Corona: Bedford-Strohm mahnt Gebot der Nächstenliebe an

Der bayerische Landesbischof Heinrich Bedford-Strohm mahnt in Corona zur Vorsicht

©epd-bild/Michael McKee

Der bayerische Landesbischof Heinrich Bedford-Strohm verwies auf die Bergpredigt Jesu und das Nächstenliebegebot: "Alles, was ihr wollt, dass euch die Leute tun sollen, das tut ihnen auch."

Corona: Bedford-Strohm mahnt Gebot der Nächstenliebe an
In der Debatte um Schutzmaßnahmen gegen die Corona-Pandemie hat der Ratsvorsitzende der Evangelischen Kirche in Deutschland (EKD), Heinrich Bedford-Strohm, an das Gebot der Nächstenliebe erinnert.

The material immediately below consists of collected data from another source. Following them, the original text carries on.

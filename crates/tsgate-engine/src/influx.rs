//! InfluxDB v2 HTTP API client.
//!
//! Non-success responses surface as `Error::Upstream` with the engine's
//! status and body untouched. Callers classify them with `is_auth`,
//! `is_not_found` and `is_conflict`.

use async_trait::async_trait;
use chrono::{DateTime, Utc};
use reqwest::{Client, Response, StatusCode};
use serde::{Deserialize, Serialize};
use serde_json::json;
use tracing::{debug, info};
use tsgate_core::{EngineSettings, Error, Result};

use crate::client::EngineClient;
use crate::flux_csv;
use crate::types::{
    Bucket, FluxTable, Point, Query, RetentionPolicy, Run, RunStatus, Task, TaskDefinition,
    TaskStatus,
};

const TASK_PAGE_LIMIT: usize = 500;

/// Client for one InfluxDB organization.
pub struct InfluxClient {
    http: Client,
    base_url: String,
    org: String,
    token: String,
}

impl InfluxClient {
    pub fn new(settings: &EngineSettings) -> Result<Self> {
        let base_url = settings.host.trim_end_matches('/').to_string();
        if !(base_url.starts_with("http://") || base_url.starts_with("https://")) {
            return Err(Error::Config(format!(
                "INFLUXDB_HOST must be an http(s) URL, got {:?}",
                settings.host
            )));
        }
        let http = Client::builder()
            .user_agent(concat!("tsgate/", env!("CARGO_PKG_VERSION")))
            .build()
            .map_err(|e| Error::Http(format!("failed to build HTTP client: {}", e)))?;

        Ok(Self {
            http,
            base_url,
            org: settings.org.clone(),
            token: settings.token.clone(),
        })
    }

    fn url(&self, path: &str) -> String {
        format!("{}{}", self.base_url, path)
    }

    fn auth(&self) -> String {
        format!("Token {}", self.token)
    }

    async fn send(&self, request: reqwest::RequestBuilder) -> Result<Response> {
        let response = request
            .header("Authorization", self.auth())
            .send()
            .await
            .map_err(transport_error)?;
        check_status(response).await
    }

    /// Resolve the organization id; bucket creation needs it.
    async fn org_id(&self) -> Result<String> {
        let response = self
            .send(
                self.http
                    .get(self.url("/api/v2/orgs"))
                    .query(&[("org", self.org.as_str())]),
            )
            .await?;
        let orgs: OrgList = response.json().await.map_err(transport_error)?;
        orgs.orgs
            .into_iter()
            .next()
            .map(|o| o.id)
            .ok_or_else(|| Error::NotFound(format!("organization {} not found", self.org)))
    }

    /// Every task of the organization, optionally filtered by name,
    /// following the `after` cursor until a short page comes back.
    async fn fetch_tasks(&self, name: Option<&str>) -> Result<Vec<Task>> {
        let limit = TASK_PAGE_LIMIT.to_string();
        let mut tasks = Vec::new();
        let mut after: Option<String> = None;
        loop {
            let mut params = vec![("org", self.org.as_str()), ("limit", limit.as_str())];
            if let Some(name) = name {
                params.push(("name", name));
            }
            if let Some(cursor) = after.as_deref() {
                params.push(("after", cursor));
            }
            let response = self
                .send(self.http.get(self.url("/api/v2/tasks")).query(&params))
                .await?;
            let page: TaskList = response.json().await.map_err(transport_error)?;
            let next = next_cursor(&page.tasks, TASK_PAGE_LIMIT);
            tasks.extend(page.tasks.into_iter().map(Task::from));
            match next {
                Some(cursor) => after = Some(cursor),
                None => break,
            }
        }
        debug!("Fetched {} tasks", tasks.len());
        Ok(tasks)
    }
}

/// Cursor for the page after `page`, or `None` when `page` was the last.
fn next_cursor(page: &[WireTask], limit: usize) -> Option<String> {
    if page.len() < limit {
        return None;
    }
    page.last().map(|t| t.id.clone())
}

#[async_trait]
impl EngineClient for InfluxClient {
    fn name(&self) -> &'static str {
        "influxdb"
    }

    async fn ping(&self) -> Result<()> {
        let response = self
            .http
            .get(self.url("/health"))
            .send()
            .await
            .map_err(transport_error)?;
        check_status(response).await.map(|_| ())
    }

    async fn write(&self, bucket: &str, point: &Point) -> Result<()> {
        let body = point.to_line_protocol();
        debug!("Writing to bucket {}: {}", bucket, body);
        self.send(
            self.http
                .post(self.url("/api/v2/write"))
                .query(&[
                    ("org", self.org.as_str()),
                    ("bucket", bucket),
                    ("precision", "ns"),
                ])
                .header("Content-Type", "text/plain; charset=utf-8")
                .body(body),
        )
        .await?;
        Ok(())
    }

    async fn query(&self, query: &Query) -> Result<Vec<FluxTable>> {
        let body = json!({
            "query": query.body(),
            "type": "flux",
            "params": query.params(),
            "dialect": {
                "header": true,
                "delimiter": ",",
                "annotations": ["datatype", "group", "default"],
            },
        });
        let response = self
            .send(
                self.http
                    .post(self.url("/api/v2/query"))
                    .query(&[("org", self.org.as_str())])
                    .header("Accept", "application/csv")
                    .json(&body),
            )
            .await?;
        let text = response.text().await.map_err(transport_error)?;
        flux_csv::decode(&text)
    }

    async fn find_bucket_by_name(&self, name: &str) -> Result<Bucket> {
        let response = self
            .send(
                self.http
                    .get(self.url("/api/v2/buckets"))
                    .query(&[("org", self.org.as_str()), ("name", name)]),
            )
            .await?;
        let list: BucketList = response.json().await.map_err(transport_error)?;
        list.buckets
            .into_iter()
            .find(|b| b.name == name)
            .map(Bucket::from)
            .ok_or_else(|| Error::NotFound(format!("bucket {} not found", name)))
    }

    async fn create_bucket(&self, name: &str, retention: RetentionPolicy) -> Result<Bucket> {
        let org_id = self.org_id().await?;
        let retention_rules = if retention.is_infinite() {
            Vec::new()
        } else {
            vec![WireRetentionRule {
                kind: "expire".into(),
                every_seconds: retention.every_seconds,
            }]
        };
        let body = json!({
            "orgID": org_id,
            "name": name,
            "retentionRules": retention_rules,
        });
        let response = self
            .send(self.http.post(self.url("/api/v2/buckets")).json(&body))
            .await?;
        let bucket: WireBucket = response.json().await.map_err(transport_error)?;
        info!("Created bucket {} (retention {})", bucket.name, retention);
        Ok(bucket.into())
    }

    async fn create_task(&self, definition: &TaskDefinition) -> Result<Task> {
        let body = json!({
            "org": self.org,
            "flux": definition.flux,
            "status": "active",
            "description": definition.description,
        });
        let response = self
            .send(self.http.post(self.url("/api/v2/tasks")).json(&body))
            .await?;
        let task: WireTask = response.json().await.map_err(transport_error)?;
        Ok(task.into())
    }

    async fn update_task(&self, task_id: &str, definition: &TaskDefinition) -> Result<Task> {
        let body = json!({
            "flux": definition.flux,
            "status": "active",
            "description": definition.description,
        });
        let response = self
            .send(
                self.http
                    .patch(self.url(&format!("/api/v2/tasks/{}", task_id)))
                    .json(&body),
            )
            .await?;
        let task: WireTask = response.json().await.map_err(transport_error)?;
        Ok(task.into())
    }

    async fn list_tasks(&self) -> Result<Vec<Task>> {
        self.fetch_tasks(None).await
    }

    async fn find_task_by_name(&self, name: &str) -> Result<Option<Task>> {
        let tasks = self.fetch_tasks(Some(name)).await?;
        Ok(tasks.into_iter().find(|t| t.name == name))
    }

    async fn get_runs(&self, task_id: &str, limit: usize) -> Result<Vec<Run>> {
        let limit = limit.to_string();
        let response = self
            .send(
                self.http
                    .get(self.url(&format!("/api/v2/tasks/{}/runs", task_id)))
                    .query(&[("limit", limit.as_str())]),
            )
            .await?;
        let list: RunList = response.json().await.map_err(transport_error)?;
        let mut runs: Vec<Run> = list.runs.into_iter().map(Run::from).collect();
        // Newest first regardless of the order the server used.
        runs.sort_by(|a, b| b.started_at.cmp(&a.started_at));
        Ok(runs)
    }
}

// ---------------------------------------------------------------
// Status mapping
// ---------------------------------------------------------------

fn transport_error(e: reqwest::Error) -> Error {
    if e.is_timeout() {
        Error::Timeout(e.to_string())
    } else if e.is_decode() {
        Error::Internal(format!("unexpected response body: {}", e))
    } else {
        Error::Http(e.to_string())
    }
}

async fn check_status(response: Response) -> Result<Response> {
    let status = response.status();
    if status.is_success() {
        return Ok(response);
    }
    let body = response.text().await.unwrap_or_default();
    Err(map_status(status, body))
}

/// Wrap a non-success response. The body is kept as the engine sent it so
/// it can be handed back to the caller unchanged.
pub fn map_status(status: StatusCode, body: String) -> Error {
    Error::Upstream {
        status: status.as_u16(),
        body,
    }
}

// ---------------------------------------------------------------
// Wire types
// ---------------------------------------------------------------

#[derive(Deserialize)]
struct OrgList {
    #[serde(default)]
    orgs: Vec<WireOrg>,
}

#[derive(Deserialize)]
struct WireOrg {
    id: String,
}

#[derive(Deserialize)]
struct BucketList {
    #[serde(default)]
    buckets: Vec<WireBucket>,
}

#[derive(Serialize, Deserialize)]
struct WireRetentionRule {
    #[serde(rename = "type", default)]
    kind: String,
    #[serde(rename = "everySeconds", default)]
    every_seconds: u64,
}

#[derive(Deserialize)]
struct WireBucket {
    id: String,
    name: String,
    #[serde(rename = "orgID", default)]
    org_id: String,
    #[serde(rename = "retentionRules", default)]
    retention_rules: Vec<WireRetentionRule>,
}

impl From<WireBucket> for Bucket {
    fn from(w: WireBucket) -> Self {
        let every_seconds = w
            .retention_rules
            .iter()
            .find(|r| r.kind == "expire" || r.kind.is_empty())
            .map(|r| r.every_seconds)
            .unwrap_or(0);
        Bucket {
            id: w.id,
            name: w.name,
            org_id: w.org_id,
            retention: RetentionPolicy { every_seconds },
        }
    }
}

#[derive(Deserialize)]
struct TaskList {
    #[serde(default)]
    tasks: Vec<WireTask>,
}

#[derive(Deserialize)]
struct WireTask {
    id: String,
    #[serde(default)]
    name: String,
    status: TaskStatus,
    #[serde(default)]
    every: Option<String>,
    #[serde(default)]
    flux: String,
}

impl From<WireTask> for Task {
    fn from(w: WireTask) -> Self {
        Task {
            id: w.id,
            name: w.name,
            status: w.status,
            every: w.every,
            flux: w.flux,
        }
    }
}

#[derive(Deserialize)]
struct RunList {
    #[serde(default)]
    runs: Vec<WireRun>,
}

#[derive(Deserialize)]
struct WireRun {
    id: String,
    #[serde(rename = "taskID")]
    task_id: String,
    status: RunStatus,
    #[serde(rename = "startedAt", default)]
    started_at: Option<DateTime<Utc>>,
}

impl From<WireRun> for Run {
    fn from(w: WireRun) -> Self {
        Run {
            id: w.id,
            task_id: w.task_id,
            status: w.status,
            started_at: w.started_at,
        }
    }
}

#[cfg(test)]
mod tests {
    use super::*;

    #[test]
    fn test_map_status_keeps_body() {
        let raw = r#"{"code":"unauthorized","message":"unauthorized access"}"#;
        let e = map_status(StatusCode::UNAUTHORIZED, raw.into());
        assert!(e.is_auth());
        assert!(matches!(e, Error::Upstream { status: 401, ref body } if body == raw));

        let e = map_status(
            StatusCode::NOT_FOUND,
            r#"{"code":"not found","message":"bucket \"raw\" not found"}"#.into(),
        );
        assert!(e.is_not_found());

        let e = map_status(
            StatusCode::UNPROCESSABLE_ENTITY,
            r#"{"code":"conflict","message":"bucket with name raw already exists"}"#.into(),
        );
        assert!(e.is_conflict());

        let e = map_status(StatusCode::BAD_REQUEST, "invalid flux".into());
        assert!(matches!(e, Error::Upstream { status: 400, ref body } if body == "invalid flux"));

        let e = map_status(StatusCode::SERVICE_UNAVAILABLE, String::new());
        assert!(e.is_retryable());
    }

    fn wire_tasks(n: usize) -> Vec<WireTask> {
        (0..n)
            .map(|i| WireTask {
                id: format!("t{:04}", i),
                name: format!("user{}_task", i),
                status: TaskStatus::Active,
                every: Some("1m".into()),
                flux: String::new(),
            })
            .collect()
    }

    #[test]
    fn test_task_paging_cursor() {
        assert_eq!(next_cursor(&wire_tasks(TASK_PAGE_LIMIT), TASK_PAGE_LIMIT).as_deref(), Some("t0499"));
        assert_eq!(next_cursor(&wire_tasks(3), TASK_PAGE_LIMIT), None);
        assert_eq!(next_cursor(&[], TASK_PAGE_LIMIT), None);
    }

    #[test]
    fn test_wire_bucket_retention() {
        let w: WireBucket = serde_json::from_str(
            r#"{"id":"b1","name":"raw","orgID":"o1","retentionRules":[{"type":"expire","everySeconds":3600}]}"#,
        )
        .unwrap();
        let b = Bucket::from(w);
        assert_eq!(b.retention.every_seconds, 3600);

        let w: WireBucket = serde_json::from_str(r#"{"id":"b2","name":"forever"}"#).unwrap();
        assert!(Bucket::from(w).retention.is_infinite());
    }

    #[test]
    fn test_wire_run_statuses() {
        let list: RunList = serde_json::from_str(
            r#"{"runs":[{"id":"r1","taskID":"t1","status":"started","startedAt":"2024-01-01T00:00:00Z"},
                        {"id":"r2","taskID":"t1","status":"canceled"}]}"#,
        )
        .unwrap();
        assert_eq!(list.runs[0].status, RunStatus::Running);
        assert_eq!(list.runs[1].status, RunStatus::Canceled);
        assert!(list.runs[1].started_at.is_none());
    }

    #[test]
    fn test_rejects_non_http_host() {
        let settings = EngineSettings {
            host: "localhost:8086".into(),
            org: "acme".into(),
            token: "t".into(),
        };
        assert!(matches!(InfluxClient::new(&settings), Err(Error::Config(_))));
    }
}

"Es ist wichtig, sich immer wieder sehr konkret klar zu machen, dass es bei den Bemühungen um eine Senkung der Infektionszahlen um Menschenleben geht", sagte Bedford-Strohm dem "RedaktionsNetzwerk Deutschland" angesichts der hohen Zahl an Todesfällen.

Er habe die Erfahrung gemacht, dass Menschen, die einen schweren Corona-Fall, vielleicht sogar mit Todesfolge, in ihrer näheren Umgebung haben, anders über die Beschränkungen redeten als Menschen, die so etwas nur aus den Fernsehnachrichten kennen, fügte der bayerische Landesbischof hinzu. "Deswegen stärkt es unsere Bereitschaft, die Corona-Beschränkungen mitzutragen, wenn wir uns klar machen, dass es um unsere Eltern, enge Freunde oder sogar uns selbst gehen könnte", betonte Bedford-Strohm.

Der EKD-Ratsvorsitzende verwies auf die Bergpredigt Jesu und das Nächstenliebegebot, das auch Goldene Regel genannt werde: "Alles, was ihr wollt, dass euch die Leute tun sollen, das tut ihnen auch." Bedford-Strohm ergänzte: "Also: lasst uns danach handeln und vorsichtig sein."